Using an independent research group, Consumer Reports compiled the report using the Natural Medicines Comprehensive database, reviewing over 1,100 ingredients.
The “dirty dozen” were selected based on whether they were linked to serious adverse events including cardiovascular, liver and kidney problems. Other criteria included evidence of efficacy and degree of availability.
Consumer Reports’ twelve supplements to avoid include aconite, bitter orange, chaparral, colloidal silver, coltsfoot, comfrey, country mallow, germanium, grater celandine, kava, lobelia and yohimbe.
Given that the cumulative sales of these 12 ingredients are ~0.2% of the annual supplement market, the annual compilation by Consumer Reports was considered sensationalism by experts in the supplement industry.
Indeed, the FDA has previously informed consumers about many of these ingredients so these warnings are not necessarily new. A number of these ingredients are found just a few product categories – weight loss, sexual enhancement and body building. In some instances, these type of supplements have contained steroids and prescription drugs.
Several of the other herbs are labeled to inform consumers of safety issues material to their use. For example, the American Herbal Products Association (AHPA) maintains a labeling policy for kava that provides information that is consistent with FDA’s 2002 Consumer Advisory on this herb. And chaparral, lobelia and yohimbe are all classified by AHPA’s Botanical Safety Handbook in categories that identify specific cautions.
“Consumer Reports is attempting to draw broad conclusions about the regulation of dietary supplements based on anecdotes related to products that do not represent the mainstream,” noted Michael McGuffin, AHPA president. “This tone is unfortunate and misses an opportunity to express support for the efforts of responsible industry players to improve enforcement of the good laws already in place.”
In the same issue, Consumer Reports reviewed the eleven supplements to consider. This list was based on the overall evidence that supports their use for a specific benefit(s) and includes:
- Calcium for osteoporosis
- Cranberry for urinary-tract infections
- Fish oil for reducing triglycerides
- Glucosamine sulfate for osteoarthritis
- Lactase for reducing GI symptoms
- Lactobacillus to prevent diarrhea
- Psyllium for reducing constipation & lowering cholesterol
- Pygeum to reduce symptoms of an enlarged prostate
- SAMe for reducing depression
- John’s Wort to improve symptoms of depression
- Vitamin D to prevent osteoporosis
In reading the Consumer Reports issue, you might think that dietary supplements are not regulated. However, dietary supplements are regulated by the FDA but they are regulated differently than medications. This is partly due to their excellent safety track record.

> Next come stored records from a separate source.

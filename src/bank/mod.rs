pub mod api;
pub mod dispatcher;
pub mod merger;
pub mod registry;
pub mod stats;
pub mod transport;
pub mod types;

pub const BALANCE_UPDATED_EVENT: &str = "balance_updated";
pub const TRANSACTIONS_UPDATED_EVENT: &str = "transactions_updated";
pub const STATS_UPDATED_EVENT: &str = "stats_updated";
pub const SUBSCRIBE_BALANCE_EVENT: &str = "subscribe_balance";
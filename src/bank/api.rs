use crate::error::AppError;
use crate::bank::types::{BridgeHealthWire, ReplyWire};
use reqwest::{Client, RequestBuilder, Response, Url};
use serde::de::DeserializeOwned;
use serde::Serialize;
use std::time::Duration;

pub const IDENTIFY_PATH: &str = "/consulta";
pub const DEPOSIT_PATH: &str = "/deposito";
pub const WITHDRAW_PATH: &str = "/retiro";
pub const TRANSFER_PATH: &str = "/transferir";
pub const CREATE_ACCOUNT_PATH: &str = "/cliente";
pub const HISTORY_PATH: &str = "/historial";
pub const STATS_PATH: &str = "/stats";
pub const SIMULATE_PATH: &str = "/simulate";
const HEALTH_PATH: &str = "/health";
const API_PREFIX: &str = "/api";

pub fn endpoint(api_base_url: &str, path: &str) -> String {
    format!("{}{path}", api_base_url.trim_end_matches('/'))
}

/// The identity travels as one percent-encoded path segment.
pub fn history_endpoint(api_base_url: &str, identity: &str) -> Result<String, AppError> {
    let mut url = Url::parse(&endpoint(api_base_url, HISTORY_PATH))
        .map_err(|error| AppError::Validation(format!("invalid api base url: {error}")))?;
    url.path_segments_mut()
        .map_err(|()| AppError::Validation("api base url cannot carry a path".to_string()))?
        .push(identity);
    Ok(url.to_string())
}

/// The bridge serves `/health` at its origin, outside the `/api` prefix.
pub fn health_endpoint(api_base_url: &str) -> String {
    let trimmed = api_base_url.trim_end_matches('/');
    let origin = trimmed.strip_suffix(API_PREFIX).unwrap_or(trimmed);
    format!("{origin}{HEALTH_PATH}")
}

fn with_timeout(request: RequestBuilder, timeout: Option<Duration>) -> RequestBuilder {
    match timeout {
        Some(value) => request.timeout(value),
        None => request,
    }
}

async fn decode_reply<T: DeserializeOwned>(response: Response) -> Result<ReplyWire<T>, AppError> {
    let status = response.status();
    match response.json::<ReplyWire<T>>().await {
        Ok(reply) => Ok(reply),
        Err(error) if !status.is_success() => Err(AppError::Transport(format!(
            "bridge answered HTTP {status} with an unreadable body: {error}"
        ))),
        Err(error) => Err(error.into()),
    }
}

pub async fn post_json<B, T>(
    client: &Client,
    url: &str,
    body: Option<&B>,
    timeout: Option<Duration>,
) -> Result<ReplyWire<T>, AppError>
where
    B: Serialize + ?Sized,
    T: DeserializeOwned,
{
    let mut request = with_timeout(client.post(url), timeout);
    if let Some(payload) = body {
        request = request.json(payload);
    }
    let response = request.send().await?;
    decode_reply(response).await
}

pub async fn get_json<T: DeserializeOwned>(
    client: &Client,
    url: &str,
    timeout: Option<Duration>,
) -> Result<ReplyWire<T>, AppError> {
    let response = with_timeout(client.get(url), timeout).send().await?;
    decode_reply(response).await
}

pub async fn fetch_bridge_health(
    client: &Client,
    api_base_url: &str,
    timeout: Option<Duration>,
) -> Result<BridgeHealthWire, AppError> {
    let url = health_endpoint(api_base_url);
    let response = with_timeout(client.get(url), timeout)
        .send()
        .await?
        .error_for_status()?;
    Ok(response.json::<BridgeHealthWire>().await?)
}

#[cfg(test)]
mod tests {
    use super::*;

    #[test]
    fn endpoint_joins_base_and_path() {
        assert_eq!(
            endpoint("http://localhost:5001/api/", DEPOSIT_PATH),
            "http://localhost:5001/api/deposito"
        );
    }

    #[test]
    fn history_endpoint_embeds_identity() {
        let url = history_endpoint("http://localhost:5001/api", "0000000001")
            .expect("base url should parse");
        assert_eq!(url, "http://localhost:5001/api/historial/0000000001");
    }

    #[test]
    fn history_endpoint_encodes_reserved_characters() {
        let url = history_endpoint("http://localhost:5001/api/", "00/../stats?x#y")
            .expect("base url should parse");
        assert_eq!(
            url,
            "http://localhost:5001/api/historial/00%2F..%2Fstats%3Fx%23y"
        );
    }

    #[test]
    fn health_endpoint_lives_at_origin() {
        assert_eq!(
            health_endpoint("http://localhost:5001/api"),
            "http://localhost:5001/health"
        );
        assert_eq!(
            health_endpoint("https://bank.example/"),
            "https://bank.example/health"
        );
    }
}
impl ClientArgs {
    pub fn normalize(self) -> Result<ClientConfig, AppError> {
        let api_base_url = self
            .api_base_url
            .unwrap_or_else(|| DEFAULT_API_BASE_URL.to_string())
            .trim()
            .trim_end_matches('/')
            .to_string();
        if !(api_base_url.starts_with("http://") || api_base_url.starts_with("https://")) {
            return Err(AppError::Validation(
                "apiBaseUrl must be an http:// or https:// URL".to_string(),
            ));
        }

        let push_url = self
            .push_url
            .unwrap_or_else(|| DEFAULT_PUSH_URL.to_string())
            .trim()
            .to_string();
        if !(push_url.starts_with("ws://") || push_url.starts_with("wss://")) {
            return Err(AppError::Validation(
                "pushUrl must be a ws:// or wss:// URL".to_string(),
            ));
        }

        let reconnect_delay_ms = self
            .reconnect_delay_ms
            .unwrap_or(DEFAULT_RECONNECT_DELAY_MS);
        if !(MIN_RECONNECT_DELAY_MS..=MAX_RECONNECT_DELAY_MS).contains(&reconnect_delay_ms) {
            return Err(AppError::Validation(format!(
                "reconnectDelayMs must be between {MIN_RECONNECT_DELAY_MS} and {MAX_RECONNECT_DELAY_MS}"
            )));
        }

        let reconnect_attempts = self
            .reconnect_attempts
            .unwrap_or(DEFAULT_RECONNECT_ATTEMPTS);
        if !(MIN_RECONNECT_ATTEMPTS..=MAX_RECONNECT_ATTEMPTS).contains(&reconnect_attempts) {
            return Err(AppError::Validation(format!(
                "reconnectAttempts must be between {MIN_RECONNECT_ATTEMPTS} and {MAX_RECONNECT_ATTEMPTS}"
            )));
        }

        let confirmation_grace_ms = self
            .confirmation_grace_ms
            .unwrap_or(DEFAULT_CONFIRMATION_GRACE_MS);
        if !(MIN_CONFIRMATION_GRACE_MS..=MAX_CONFIRMATION_GRACE_MS)
            .contains(&confirmation_grace_ms)
        {
            return Err(AppError::Validation(format!(
                "confirmationGraceMs must be between {MIN_CONFIRMATION_GRACE_MS} and {MAX_CONFIRMATION_GRACE_MS}"
            )));
        }

        if let Some(timeout_ms) = self.request_timeout_ms {
            if !(MIN_REQUEST_TIMEOUT_MS..=MAX_REQUEST_TIMEOUT_MS).contains(&timeout_ms) {
                return Err(AppError::Validation(format!(
                    "requestTimeoutMs must be between {MIN_REQUEST_TIMEOUT_MS} and {MAX_REQUEST_TIMEOUT_MS}"
                )));
            }
        }

        let privileged_identities: Vec<String> = self
            .privileged_identities
            .unwrap_or_else(|| vec![DEFAULT_PRIVILEGED_IDENTITY.to_string()])
            .into_iter()
            .map(|identity| identity.trim().to_string())
            .filter(|identity| !identity.is_empty())
            .collect();

        let account_id_prefix = self.account_id_prefix.unwrap_or(DEFAULT_ACCOUNT_ID_PREFIX);
        if !account_id_prefix.is_ascii_digit() {
            return Err(AppError::Validation(
                "accountIdPrefix must be a single ASCII digit".to_string(),
            ));
        }

        Ok(ClientConfig {
            api_base_url,
            push_url,
            reconnect_delay_ms,
            reconnect_attempts,
            confirmation_grace_ms,
            request_timeout_ms: self.request_timeout_ms,
            privileged_identities,
            account_id_prefix,
        })
    }
}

For example, in the two years since the FDA instituted adverse event reporting – the same type that is required for drugs – fewer than 2,000 reports have been filed with the agency. These numbers pale in comparison to medications.
To further strengthen the quality of nutritional supplements in the marketplace, the FDA tightened industry regulations in late 2007. Known as Current Good Manufacturing Practices (cGMPs), all dietary supplement manufacturers must establish and meet specifications for the identity, strength, composition, quality and purity of their products. This requirement ensures that consumers buy supplements that are not adulterated, contain the dietary ingredients declared on the product’s label and contain the amount or strength listed on the label.
Every industry includes marginal players that try to get away with providing poor quality products. To protect yourself, when purchasing a nutritional supplement, keep in mind the following:
- Be careful of products in the weight loss, sexual enhancement and body building categories as this is where many of the problems have been found.
- Heed FDA warnings – if the agency issues a warning, don’t purchase supplements that use the ingredient.
- Avoid supplements that make claims to cure, prevent or treat disease. Be particularly careful of supplements that guarantee a miracle such as curing cancer.
- Avoid supplements that do not readily offer a supplement facts panel. If you need to call a toll free number to obtain this information, be prepared for a hard sell.
- Purchase from companies like VitaMedica that use high-quality manufacturing processes and standards; USP ingredients and exclude ingredients in formulations that have been deemed unsafe.
In sum, if a product sounds too good to be true, then it probably is.